(RECORDS)
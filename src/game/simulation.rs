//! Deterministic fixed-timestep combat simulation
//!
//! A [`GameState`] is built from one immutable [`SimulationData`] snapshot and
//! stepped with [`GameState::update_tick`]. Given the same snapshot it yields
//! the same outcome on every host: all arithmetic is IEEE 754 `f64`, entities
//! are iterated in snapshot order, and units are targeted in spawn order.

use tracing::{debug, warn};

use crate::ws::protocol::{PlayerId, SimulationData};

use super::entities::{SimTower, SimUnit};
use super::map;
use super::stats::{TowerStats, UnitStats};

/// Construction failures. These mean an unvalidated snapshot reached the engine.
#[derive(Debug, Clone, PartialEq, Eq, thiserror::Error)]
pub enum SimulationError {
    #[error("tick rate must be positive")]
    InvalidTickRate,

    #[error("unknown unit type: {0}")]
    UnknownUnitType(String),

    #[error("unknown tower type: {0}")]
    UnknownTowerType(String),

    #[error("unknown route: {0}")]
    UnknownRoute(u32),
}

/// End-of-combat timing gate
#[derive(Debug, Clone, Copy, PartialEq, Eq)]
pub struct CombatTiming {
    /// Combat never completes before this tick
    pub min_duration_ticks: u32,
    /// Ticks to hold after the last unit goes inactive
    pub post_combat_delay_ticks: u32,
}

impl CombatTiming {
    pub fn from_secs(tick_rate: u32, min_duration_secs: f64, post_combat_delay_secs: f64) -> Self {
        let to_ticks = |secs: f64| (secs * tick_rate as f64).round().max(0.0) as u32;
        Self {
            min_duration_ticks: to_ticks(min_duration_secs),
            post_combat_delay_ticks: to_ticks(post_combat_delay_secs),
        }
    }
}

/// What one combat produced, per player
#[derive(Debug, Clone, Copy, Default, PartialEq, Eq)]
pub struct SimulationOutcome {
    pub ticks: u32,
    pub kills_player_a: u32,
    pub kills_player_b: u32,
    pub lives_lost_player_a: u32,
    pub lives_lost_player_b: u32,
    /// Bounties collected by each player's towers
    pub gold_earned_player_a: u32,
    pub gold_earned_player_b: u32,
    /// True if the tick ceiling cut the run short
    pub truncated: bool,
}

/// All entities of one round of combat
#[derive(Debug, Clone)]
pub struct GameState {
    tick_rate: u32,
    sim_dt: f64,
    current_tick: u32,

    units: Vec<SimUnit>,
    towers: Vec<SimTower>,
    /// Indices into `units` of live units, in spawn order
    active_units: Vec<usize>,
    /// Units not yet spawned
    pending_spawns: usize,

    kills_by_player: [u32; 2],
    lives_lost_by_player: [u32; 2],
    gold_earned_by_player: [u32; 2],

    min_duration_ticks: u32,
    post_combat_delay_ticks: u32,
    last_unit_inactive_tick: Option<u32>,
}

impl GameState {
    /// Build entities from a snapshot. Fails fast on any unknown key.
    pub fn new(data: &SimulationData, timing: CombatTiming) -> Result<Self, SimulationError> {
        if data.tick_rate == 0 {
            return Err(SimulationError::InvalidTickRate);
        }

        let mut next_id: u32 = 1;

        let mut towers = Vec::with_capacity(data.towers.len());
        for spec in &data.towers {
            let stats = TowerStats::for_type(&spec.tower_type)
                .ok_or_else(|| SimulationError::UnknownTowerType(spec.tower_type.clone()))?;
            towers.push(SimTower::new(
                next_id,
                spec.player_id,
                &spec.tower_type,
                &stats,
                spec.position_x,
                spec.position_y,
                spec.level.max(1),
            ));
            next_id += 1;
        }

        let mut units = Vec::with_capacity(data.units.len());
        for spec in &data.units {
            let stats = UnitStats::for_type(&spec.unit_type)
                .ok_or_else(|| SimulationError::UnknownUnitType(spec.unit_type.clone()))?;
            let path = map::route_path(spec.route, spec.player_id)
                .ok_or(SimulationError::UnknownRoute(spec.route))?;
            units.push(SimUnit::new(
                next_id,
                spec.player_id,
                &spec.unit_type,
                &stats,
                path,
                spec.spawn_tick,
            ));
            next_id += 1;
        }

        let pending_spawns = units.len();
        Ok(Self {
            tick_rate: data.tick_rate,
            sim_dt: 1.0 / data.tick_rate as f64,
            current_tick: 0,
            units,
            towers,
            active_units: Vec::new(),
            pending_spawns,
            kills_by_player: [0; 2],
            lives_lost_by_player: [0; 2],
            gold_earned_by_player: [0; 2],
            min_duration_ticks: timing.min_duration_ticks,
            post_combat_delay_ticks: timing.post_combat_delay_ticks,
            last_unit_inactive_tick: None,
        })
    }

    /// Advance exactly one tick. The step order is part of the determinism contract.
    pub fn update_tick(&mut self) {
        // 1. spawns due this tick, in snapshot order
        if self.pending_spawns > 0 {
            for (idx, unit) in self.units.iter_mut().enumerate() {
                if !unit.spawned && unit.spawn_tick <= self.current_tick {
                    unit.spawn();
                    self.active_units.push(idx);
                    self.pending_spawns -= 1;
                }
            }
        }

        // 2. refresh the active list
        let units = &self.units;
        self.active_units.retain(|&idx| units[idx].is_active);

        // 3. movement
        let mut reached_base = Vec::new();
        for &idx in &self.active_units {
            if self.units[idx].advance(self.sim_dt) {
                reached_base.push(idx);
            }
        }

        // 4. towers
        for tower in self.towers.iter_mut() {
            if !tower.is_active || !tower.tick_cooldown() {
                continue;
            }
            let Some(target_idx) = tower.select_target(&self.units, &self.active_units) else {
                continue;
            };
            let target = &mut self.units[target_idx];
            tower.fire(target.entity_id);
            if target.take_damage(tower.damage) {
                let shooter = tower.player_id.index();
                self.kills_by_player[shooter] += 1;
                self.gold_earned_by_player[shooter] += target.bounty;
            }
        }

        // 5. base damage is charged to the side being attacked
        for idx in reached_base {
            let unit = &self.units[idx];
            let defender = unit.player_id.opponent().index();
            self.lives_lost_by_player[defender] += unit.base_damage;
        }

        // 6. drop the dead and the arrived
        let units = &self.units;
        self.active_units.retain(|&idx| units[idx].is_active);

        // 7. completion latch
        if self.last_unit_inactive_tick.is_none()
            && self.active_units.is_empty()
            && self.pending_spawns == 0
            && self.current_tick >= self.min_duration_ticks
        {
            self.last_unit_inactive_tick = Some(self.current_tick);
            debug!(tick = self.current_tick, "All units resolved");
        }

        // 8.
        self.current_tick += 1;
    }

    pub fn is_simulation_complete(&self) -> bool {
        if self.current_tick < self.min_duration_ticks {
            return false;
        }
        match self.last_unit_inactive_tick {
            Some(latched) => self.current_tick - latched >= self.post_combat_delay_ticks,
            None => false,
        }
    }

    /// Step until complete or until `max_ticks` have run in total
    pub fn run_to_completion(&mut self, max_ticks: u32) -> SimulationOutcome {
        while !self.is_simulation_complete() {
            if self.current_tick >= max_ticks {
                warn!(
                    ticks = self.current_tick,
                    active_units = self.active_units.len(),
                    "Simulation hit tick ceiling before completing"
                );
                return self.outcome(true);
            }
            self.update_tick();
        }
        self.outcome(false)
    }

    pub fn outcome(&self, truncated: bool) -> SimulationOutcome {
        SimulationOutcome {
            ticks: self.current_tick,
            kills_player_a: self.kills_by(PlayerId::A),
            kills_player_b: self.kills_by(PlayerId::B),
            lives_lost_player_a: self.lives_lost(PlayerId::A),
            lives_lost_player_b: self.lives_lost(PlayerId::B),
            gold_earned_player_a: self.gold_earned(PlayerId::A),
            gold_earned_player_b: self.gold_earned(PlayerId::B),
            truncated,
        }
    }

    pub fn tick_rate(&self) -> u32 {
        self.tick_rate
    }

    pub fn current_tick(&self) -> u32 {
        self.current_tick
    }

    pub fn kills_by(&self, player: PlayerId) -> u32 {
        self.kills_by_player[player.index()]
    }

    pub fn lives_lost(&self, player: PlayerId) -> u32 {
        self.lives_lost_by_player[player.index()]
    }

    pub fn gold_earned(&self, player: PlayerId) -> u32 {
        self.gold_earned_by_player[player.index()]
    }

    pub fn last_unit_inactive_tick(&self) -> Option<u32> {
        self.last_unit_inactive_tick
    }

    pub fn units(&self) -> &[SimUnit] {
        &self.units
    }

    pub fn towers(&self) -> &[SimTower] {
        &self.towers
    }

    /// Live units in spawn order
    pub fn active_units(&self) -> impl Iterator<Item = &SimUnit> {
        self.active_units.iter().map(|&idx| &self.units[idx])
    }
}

(WORK TO BE COMPLETED) If a line in the listing contains "InvalidTickRate", it counts. Say how many lines count, with no other words.

(RESULT OF THIS TASK) 2